[Physics] Does spin have anything to do with a rate of change

operatorsquantum mechanicsquantum-spinrotationspinors

The orbital angular momentum of a particle can be related to the revolution of that particle about some external axis. But in quantum mechanics, the spin angular momentum of a particle can't really be thought of as the rotation of the particle about its own axis. This is for a number of reasons. For one thing, you need to rotate the spin state of an electron 720 degrees, not 360, to get back the original spin state, which isn't how rotations work. For another thing, as I discuss here Goudsmit and Uhlenbeck showed that if the spin of an electron really was due to rotation about its own axis, then the a point on the equator would be moving with a speed greater than the speed of light. And in any case if the electron wasn't a point particle that would cause all sorts of problems. Finally, there isn't a definite "axis of rotation" for spin, because the three components of spin angular momentum don't commute with one another.

But my question is, can spin be related to a rate of change of anything at all with respect to time? Spin may not be related to rotation in $\mathbb{R}^3$, but can we relate it to a rotation or other kind of motion in some other space, possibly a non-Euclidean space? It may take 720 degrees to fully "turn" an electron, but is there actually a period of time in which it "turns" or does something else by 720 degrees?

To put it another way, if a particle has a fixed spin state, does it make any sense to say that the particle is "doing" anything, or does it simply "have" a property?

EDIT: Ehrenfest's theorem relates the expectation value of the linear momentum operator to the rate of change of the expectation value of the position operator with respect to time. Can the expectation value of the spin angular momentum operator be related to the rate of change of the expectation value of some operator?

Best Answer

I'll mainly address your last question:

Ehrenfest's theorem relates the expectation value of the linear momentum operator to the rate of change of the expectation value of the position operator with respect to time. Can the expectation value of the spin angular momentum operator be related to the rate of change of the expectation value of some operator?

Well, let's see what do we get if we apply the Ehrenfest theorem to a spin 1/2 particle in a magnetic field. The interaction energy between a magnetic dipole and a magnetic field B is

$$E = \mathbf µ· \mathbf B$$

where $\mathbf µ$, the magnetic moment, is a vector operator, and is given by

$$\mathbf µ = \gamma \mathbf S$$

Here $\gamma$ is the gyromagnetic ratio.

All this is classical physics, but I'd say we can extend the equations to quantum mechanics in a straightforward way. If we take the spin to be a matrix, then its Hamiltonian is (source of the derivation)

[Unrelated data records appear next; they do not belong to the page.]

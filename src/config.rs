//! Settings for the engine and its logger.
//!
//! ```yaml
//! transform:
//!   placeholder_namespace: "http://www.semanticweb.org/ontology#"
//!   placeholder_prefix: X
//!   avoid_signature_collisions: true
//! logger:
//!   enable: true
//!   level: debug
//!   format: compact
//! ```

use std::{fs, path::Path};

use serde::{Deserialize, Serialize};

use crate::{
    logger,
    ontology::vocab,
    transform::naming::DEFAULT_PLACEHOLDER_PREFIX,
    Error, Result,
};

#[derive(Debug, Clone, Default, PartialEq, Eq, Deserialize, Serialize)]
#[serde(default)]
pub struct Settings {
    pub transform: TransformSettings,
    pub logger: LoggerSettings,
}

/// Placeholder naming.
#[derive(Debug, Clone, PartialEq, Eq, Deserialize, Serialize)]
#[serde(default)]
pub struct TransformSettings {
    pub placeholder_namespace: String,
    pub placeholder_prefix: String,
    /// Skip counter values whose name already occurs in the input batch.
    pub avoid_signature_collisions: bool,
}

impl Default for TransformSettings {
    fn default() -> Self {
        Self {
            placeholder_namespace: vocab::DEFAULT_PLACEHOLDER_NAMESPACE.to_string(),
            placeholder_prefix: DEFAULT_PLACEHOLDER_PREFIX.to_string(),
            avoid_signature_collisions: true,
        }
    }
}

#[derive(Debug, Clone, PartialEq, Eq, Deserialize, Serialize)]
#[serde(default)]
pub struct LoggerSettings {
    pub enable: bool,
    pub level: logger::LogLevel,
    pub format: logger::Format,
    /// Overrides `level` with a full `EnvFilter` directive when set.
    pub override_filter: Option<String>,
}

impl Default for LoggerSettings {
    fn default() -> Self {
        Self {
            enable: true,
            level: logger::LogLevel::default(),
            format: logger::Format::default(),
            override_filter: None,
        }
    }
}

impl Settings {
    /// Parses YAML settings.
    ///
    /// # Errors
    ///
    /// Returns [`Error::Yaml`] when the text is not valid settings YAML.
    pub fn from_yaml_str(content: &str) -> Result<Self> {
        Ok(serde_yaml::from_str(content)?)
    }

    /// Parses TOML settings.
    ///
    /// # Errors
    ///
    /// Returns [`Error::Toml`] when the text is not valid settings TOML.
    pub fn from_toml_str(content: &str) -> Result<Self> {
        Ok(toml::from_str(content)?)
    }

    /// Loads settings from a file, picking the format from its extension.
    ///
    /// # Errors
    ///
    /// Returns an error when the file cannot be read, has an unknown
    /// extension, or does not parse.
    pub fn from_file(path: &Path) -> Result<Self> {
        let content = fs::read_to_string(path)?;
        match path.extension().and_then(|ext| ext.to_str()) {
            Some("yaml" | "yml") => Self::from_yaml_str(&content),
            Some("toml") => Self::from_toml_str(&content),
            _ => Err(Error::Message(format!(
                "unsupported settings file: {}",
                path.display()
            ))),
        }
    }
}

$$H=-\gamma \mathbf S·\mathbf B$$

As an example, if choose our coordinate system so that $\mathbf B = B\mathbf k$, then

$$H=-\gamma BS_z=-\gamma B\frac{ℏ}{2}\sigma_z$$

where $$\sigma_z=\left(\begin{array}{cc}1&0\\0&-1\end{array}\right)$$

Applying the theorem then gives the rate of change of $\left\langle S_x \right\rangle$,

$$\displaystyle\dfrac{d\left\langle S_x \right\rangle}{dt}= \frac{1}{i\hbar}\langle\left[ S_x,H \right]\rangle = \omega \left\langle S_y \right\rangle$$

where $\omega=-\gamma B$ is the Larmor frequency. Larmor precession is the precession of the magnetic moment of any object with a magnetic moment about an external magnetic field. According to Wikipedia, the phenomenon is similar to the precession of a tilted classical gyroscope in an external gravitational field (the torque produced by the magnetic moment being here analogous to the external gravitational torque in the case of the gyroscope).

For the rates of change of $\left\langle S_y \right\rangle$ and $\left\langle S_z \right\rangle$, we obtain:

$$\displaystyle\dfrac{d\left\langle S_y \right\rangle}{dt}= - \omega \left\langle S_z \right\rangle, \displaystyle\dfrac{d\left\langle S_z \right\rangle}{dt}= 0 $$

Using the properties of Pauli matrices, we can write the preceding equations in a more compact manner:

$$\displaystyle\dfrac{d\left\langle \mathbf S \right\rangle}{dt}= \gamma \left\langle \mathbf S \right\rangle \times \mathbf B$$

According to Peter H. Holland's The Quantum Theory of Motion, a classical analog for this precessional equation of motion of the spin vector in a magnetic field is possible (in fact, the first equation he derives is more complicated, as it includes a "quantum torque"). In general, he states (section 9.3.3., Is there a classical analog of spin?):

We conclude that the classical analogue of the systems governed by the Pauli equation is an ensemble of charged dipoles and one passes continuously between the two regimes by varying the effectiveness of the quantum potential and torque. The "spinning" object does not disappear in the limit, it simply evolves differently.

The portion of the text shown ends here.